24. Et vous avez travaillé avec le Nouveau Sans Frontières 1 ? 2 ?

25. 3 ! Et puis à la fin, à la quatrième année, c'était un type... je n'ai pas compris comment il s'appelle, seulement des textes.

26. D'accord... C'était des textes, des dialogues par exemple ?

27. Oui même des dialogues, plutôt des textes qui n'étaient pas agréables.

28. Pourquoi ?

29. C'était seulement pour pratiquer la langue.

30. D'accord.

31. Mais euh, elle a fait vraiment un très bon travail même avec la grammaire.

32. Mais c'est vrai que c'est une prof qui est très bien préparée, super bien préparée, j'aime beaucoup beaucoup zysh XhD.

33. Oui. La grammaire qu'elle nous apprenait, c'était parfait. Oui.

34. D'accord. Tu penses vraiment qu'il y a que au lycée des langues étrangères que tu peux vraiment bien apprendre une langue ?

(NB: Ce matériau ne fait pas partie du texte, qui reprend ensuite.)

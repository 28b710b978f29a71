//! Plugin manifest decoding and validation.
//!
//! Every plugin directory carries a `plugin.yaml` at its top level
//! declaring the plugin's identity. Decoding is a pure function of the
//! file content; locating the file (and treating its absence as "not a
//! plugin" rather than an error) is the registry's responsibility.

use serde::{Deserialize, Serialize};

use crate::error::ManifestError;

/// File name of the manifest inside a plugin directory.
pub const MANIFEST_FILE_NAME: &str = "plugin.yaml";

/// Declarative description of one plugin.
///
/// # Example
///
/// ```
/// use trellis_plugins::PluginManifest;
///
/// let manifest = PluginManifest::from_yaml(
///     "PluginName: Greeter\nPluginAuthor: ada\nPluginDescription: says hello\n",
/// ).expect("decodes");
/// assert_eq!(manifest.name(), "Greeter");
/// ```
#[derive(Debug, Clone, PartialEq, Eq, Serialize, Deserialize)]
pub struct PluginManifest {
    #[serde(rename = "PluginName")]
    name: String,
    #[serde(rename = "PluginAuthor")]
    author: String,
    #[serde(rename = "PluginDescription")]
    description: String,
}

impl PluginManifest {
    /// Creates a manifest from its parts.
    #[must_use]
    pub fn new(
        name: impl Into<String>,
        author: impl Into<String>,
        description: impl Into<String>,
    ) -> Self {
        Self {
            name: name.into(),
            author: author.into(),
            description: description.into(),
        }
    }

    /// Decodes and validates a manifest from YAML content.
    ///
    /// # Errors
    ///
    /// Returns [`ManifestError::Malformed`] when the content is not a
    /// well-formed mapping or a required key is missing, and
    /// [`ManifestError::EmptyField`] when the declared name is blank.
    pub fn from_yaml(content: &str) -> Result<Self, ManifestError> {
        let manifest: Self = serde_yaml::from_str(content)
            .map_err(|err| ManifestError::Malformed { source: err })?;
        manifest.validate()?;
        Ok(manifest)
    }

    /// Validates the manifest.
    ///
    /// # Errors
    ///
    /// Returns [`ManifestError::EmptyField`] when the declared name is
    /// empty or whitespace.
    pub fn validate(&self) -> Result<(), ManifestError> {
        if self.name.trim().is_empty() {
            return Err(ManifestError::EmptyField {
                field: "PluginName",
            });
        }
        Ok(())
    }

    /// Returns the declared plugin name.
    #[must_use]
    pub const fn name(&self) -> &str {
        self.name.as_str()
    }

    /// Returns the declared author.
    #[must_use]
    pub const fn author(&self) -> &str {
        self.author.as_str()
    }

    /// Returns the declared description.
    #[must_use]
    pub const fn description(&self) -> &str {
        self.description.as_str()
    }
}

#[cfg(test)]
mod tests;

35. Il y a même des exceptions, par exemple, il y a même ici, aux lycées généraux, des bons profs ou des familles qui sont très intéressées pour emporter les enfants aux cours privés, pour apprendre, et caetera. Mais, parce que moi aussi j'ai eu des cas, des étudiantes qui sont venues avec moi pour faire des cours sur la langue française aux lycées généraux et elles étaient très préparées. Mais ce que je veux dire, c'est que les Albanais en général ont ce type de don naturel pour les langues étrangères parce que c'est l'alphabet qui les aide. Puisqu'on a 36 lettres, on a la possibilité de s'adapter directement aux phonèmes, la phonétique et tout ça. Parce que vous, en français, en italien, et caetera, et caetera, vous avez pas les mêmes, vous n'avez le /c/, mais vous n'avez pas les lettres, quelques lettres comme nous, des lettres doubles, par exemple... /sh/, /dh/, oui. D + H, S + H. Ca nous donne la possibilité d'articuler plus facilement.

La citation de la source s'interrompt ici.